Turismo no território de Lisboa – a base de todas as opiniões

As actividades da indústria do turismo em Lisboa têm limitada implantação espacial nos 87.74 km2 da cidade. Nada de original nem de extraordinário. Turismo e outro espaço urbano ocupam cerca de 200 km2 nos 5.000 km2 do Algarve e encontramos o mesmo padrão em outras cidades do mundo.

Em nossa opinião, toda e qualquer opinião sobre o turismo em Lisboa deve assentar em base territorial explícita, de preferência com definição formal. Na maior parte dos casos, ignorar esta regra desqualifica a opinião.   

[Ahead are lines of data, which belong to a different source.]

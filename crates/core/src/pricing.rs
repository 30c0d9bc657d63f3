//! Pricing rules.
//!
//! Every amount the storefront shows or stores is computed here:
//!
//! - [`unit_price`]: base price plus the surcharge of each filled-in area
//! - [`line_total`]: unit price times quantity
//! - [`cart_subtotal`]: sum of line totals
//! - [`OrderTotals::compute`]: subtotal, tax, flat shipping and grand total
//!
//! All results are rounded to whole cents, half-up.

use std::collections::HashMap;

use rust_decimal::Decimal;
use serde::{Deserialize, Serialize};

use crate::types::{AreaId, CustomizableArea, CustomizationError, CustomizationSet, Price};

/// Largest difference between a client-displayed total and the server total
/// that is still treated as the same amount.
pub const TOTAL_TOLERANCE: Decimal = Decimal::from_parts(1, 0, 0, false, 2);

/// Largest base price or area surcharge a catalog product may carry.
pub const MAX_CATALOG_PRICE: Decimal = Decimal::from_parts(9_999_999, 0, 0, false, 2);

/// Largest amount the order ledger can store (`NUMERIC(10, 2)`).
#[must_use]
pub fn max_order_amount() -> Price {
    Price::from_cents(9_999_999_999)
}

/// Tax and shipping settings applied to every order.
#[derive(Debug, Clone, Copy, PartialEq, Eq)]
pub struct TaxPolicy {
    /// Fraction of the subtotal charged as tax (0.07 = 7%).
    pub tax_rate: Decimal,
    /// Shipping fee charged once per order.
    pub shipping_flat: Price,
}

impl TaxPolicy {
    /// 7% tax, $5.99 shipping.
    pub const DEFAULT_TAX_RATE: Decimal = Decimal::from_parts(7, 0, 0, false, 2);
    pub const DEFAULT_SHIPPING_CENTS: i64 = 599;
}

impl Default for TaxPolicy {
    fn default() -> Self {
        Self {
            tax_rate: Self::DEFAULT_TAX_RATE,
            shipping_flat: Price::from_cents(Self::DEFAULT_SHIPPING_CENTS),
        }
    }
}

/// Compute the price of one unit of a customized product.
///
/// The surcharge of an area is added once if the set holds a non-blank
/// value for it. Blank values never reach a [`CustomizationSet`], so every
/// entry counts.
///
/// # Errors
///
/// Returns `CustomizationError::UnknownArea` if a customization names an
/// area the product does not have, or `CustomizationError::KindMismatch` if
/// the customization kind differs from the area kind.
pub fn unit_price(
    base_price: Price,
    areas: &[CustomizableArea],
    customizations: &CustomizationSet,
) -> Result<Price, CustomizationError> {
    let by_id: HashMap<AreaId, &CustomizableArea> =
        areas.iter().map(|area| (area.id, area)).collect();

    let mut price = base_price;
    for customization in customizations {
        let area_id = customization.area_id();
        let area = by_id
            .get(&area_id)
            .ok_or(CustomizationError::UnknownArea { area_id })?;
        if area.kind != customization.kind() {
            return Err(CustomizationError::KindMismatch {
                area_id,
                expected: area.kind,
                found: customization.kind(),
            });
        }
        price = price + area.surcharge();
    }

    Ok(price.rounded())
}

/// `unit_price * quantity`, rounded to cents.
#[must_use]
pub fn line_total(unit_price: Price, quantity: u32) -> Price {
    unit_price.times(quantity)
}

/// Sum of `(unit_price, quantity)` lines.
pub fn cart_subtotal<I>(lines: I) -> Price
where
    I: IntoIterator<Item = (Price, u32)>,
{
    lines
        .into_iter()
        .map(|(unit, quantity)| line_total(unit, quantity))
        .sum()
}

/// The money breakdown of an order.
#[derive(Debug, Clone, Copy, PartialEq, Eq, Serialize, Deserialize)]
pub struct OrderTotals {
    pub subtotal: Price,
    pub tax: Price,
    pub shipping: Price,
    pub total: Price,
}

impl OrderTotals {
    /// Apply tax and shipping to a subtotal.
    #[must_use]
    pub fn compute(subtotal: Price, policy: &TaxPolicy) -> Self {
        let subtotal = subtotal.rounded();
        let tax = subtotal.scaled_by(policy.tax_rate);
        let shipping = policy.shipping_flat.rounded();
        Self {
            subtotal,
            tax,
            shipping,
            total: subtotal + tax + shipping,
        }
    }

    /// Whether every amount fits the order ledger. The total bounds the rest.
    #[must_use]
    pub fn fits_ledger(&self) -> bool {
        self.total <= max_order_amount()
    }

    /// Whether a client-supplied total agrees with this one within a cent.
    #[must_use]
    pub fn matches(&self, client_total: Decimal) -> bool {
        (self.total.amount() - client_total).abs() <= TOTAL_TOLERANCE
    }
}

Explicaremos isto e muito mais na série de posts de que este é o primeiro. A base analítica dos posts é o documento “Informação útil a quem opina sobre turismo e Lisboa” (aqui), Princípios Gerais do blogue, de leitura que recomendamos (http://sergiopalmabrito.blogspot.pt/p/apresentacao.html).


1.Lisboa

*Concelho de Lisboa
Lisboa tem 87.74 km2 de superfície. Em 2011 tem 548 mil habitantes, 238 mil alojamentos de residência habitual, 35 mil de residência secundária e 50 mil vagos. Um olhar sobre o mapa da Cidade com ‘novas freguesias’ dá-nos primeira ideia de quão vasta é a área em que não vislumbramos turistas e de quão limitada é a que mais directamente os recebe (figura 1).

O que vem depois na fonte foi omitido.